I don't know how true this is but it's interesting.

	Alric

> LIFE IN THE 1500s
> 
> Most people got married in June because they took their yearly bath in
> May and were still smelling pretty good by June.  However, they were
> starting to smell, so brides carried a bouquet of flowers to hide the
b.o.
> 
> Baths equaled a big tub filled with hot water.  The man of the house had
> the privilege of the nice clean water, then all the other sons and men,
then
> the women and finally the children.  Last of all, the babies.  By then,
the
> water was so dirty you could actually lose someone in it.  Hence, the
> saying, "Don't throw the baby out with the bath water".
> 
> Houses had thatched roofs.  Thick straw, piled high, with no wood
> underneath.  It was the only place for animals to get warm, so all the
> pets...dogs, cats and other small animals, mice, rats, and bugs lived in
> the roof.  When it rained, it became slippery and sometimes the animals
> would slip and fall off the roof.  Hence the saying, "It's raining cats
and
> dogs."
> 
> There was nothing to stop them from falling into the house.  This posed
> a real problem in the bedroom where the bugs and other droppings could
> really mess up your nice clean bed. So, they found if they made beds
> with big posts and hung a sheet over the top, it addressed that problem.

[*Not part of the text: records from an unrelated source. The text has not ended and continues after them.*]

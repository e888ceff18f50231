//! # primesieve-nth
//!
//! Computes the n-th prime (0-indexed: index 0 → 2) with an adaptive-bound
//! segmented Sieve of Eratosthenes.
//!
//! ```
//! assert_eq!(primesieve_nth::nth_prime(0), 2);
//! assert_eq!(primesieve_nth::nth_prime(99), 541);
//! assert_eq!(primesieve_nth::nth_prime(-1), 0);
//! ```
//!
//! - [`sieve`]: the [`Sieve`] capability with basic and segmented
//!   implementations.
//! - [`resolver`]: bound estimation and the doubling retry loop.

pub mod resolver;
pub mod sieve;

pub use resolver::NthPrime;
pub use sieve::{BasicSieve, SegmentedSieve, Sieve};

/// The prime at 0-based `index` using the segmented sieve, or 0 for a
/// negative index.
pub fn nth_prime(index: i64) -> i64 {
    NthPrime::new().nth_prime(index)
}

> Hence, those beautiful big 4 poster beds with canopies.
> 
> The floor was dirt.  Only the wealthy had something other than dirt,
hence
> the saying, "dirt poor."  The wealthy had slate floors which would get
> slippery in the winter when wet. So, they spread thresh on the floor to
> help keep their footing.  As the winter wore on, they kept adding more
> thresh until, when you opened the door, it would all start slipping
outside.
> A piece of wood was placed at the entry way, hence a "thresh hold."
> 
> They cooked in the kitchen in a big kettle that always hung over the
> fire.  Every day they lit the fire and added things to the pot.  They,
> mostly, ate vegetables and didn't get much meat.  They would eat
> the stew for dinner, leaving leftovers in the pot to get cold overnight,
> and then start over the next day.  Sometimes the stew had food in
> it that had been in there for a month.  Hence, the rhyme: peas
> porridge hot, peas porridge cold, peas porridge in the pot nine days
old."
> 
> Sometimes they could obtain pork and would feel really special when that
> happened.  When company came over, they would bring out some bacon and
> hang it to show it off.  It was a sign of wealth and that a man could
> really, "bring home the bacon."  They would cut off a little to share
with
> guests and would all sit around and "chew the fat."
> 
> Those with money had plates of pewter.  Food with a high acid content
caused
> some lead to leach into the food.  This happened most often with
tomatoes,
> so they stopped eating tomatoes . . . for 400 years.
> 
> Most people didn't have pewter plates, but had trenchers - a piece of
wood
> with the middle scooped out like a bowl.  Trenchers were never washed,
> and a lot of times worms got into the wood.  After eating off wormy
> trenchers, they would get "trench mouth."
> 
> Bread was divided according to status.  Workers got the burnt bottom of
> the loaf, the family got the middle, and the guest got the top, or the
> "upper crust."
> 
> Lead cups were used to drink ale or whiskey.  The combination would
> sometimes knock them out for a couple of days.  Someone walking along
> the road would take them for dead and prepare them for burial.  They were
> laid out on the kitchen table for a couple of days and the family would
> gather
> around and eat and drink and wait and see if they would wake up.  Hence,
> the custom of holding a "wake."
> 
> England is old and small, and they started running out of places to bury
> people. So, they would dig up coffins and would take their bones to a
> house and re-use the grave.  In reopening these coffins, one out of 25
> coffins were found to have scratch marks on the inside and they realized
> they
> had been burying people alive.  So, they thought they would tie a string
on
> their wrist and lead it through the coffin and up through the ground and
> tie it to a bell.  Someone would have to sit out in the graveyard all
night
> to listen for the bell.  Hence, on the "graveyard shift" they would know
> that someone was "saved by the bell" or, he was a "dead ringer."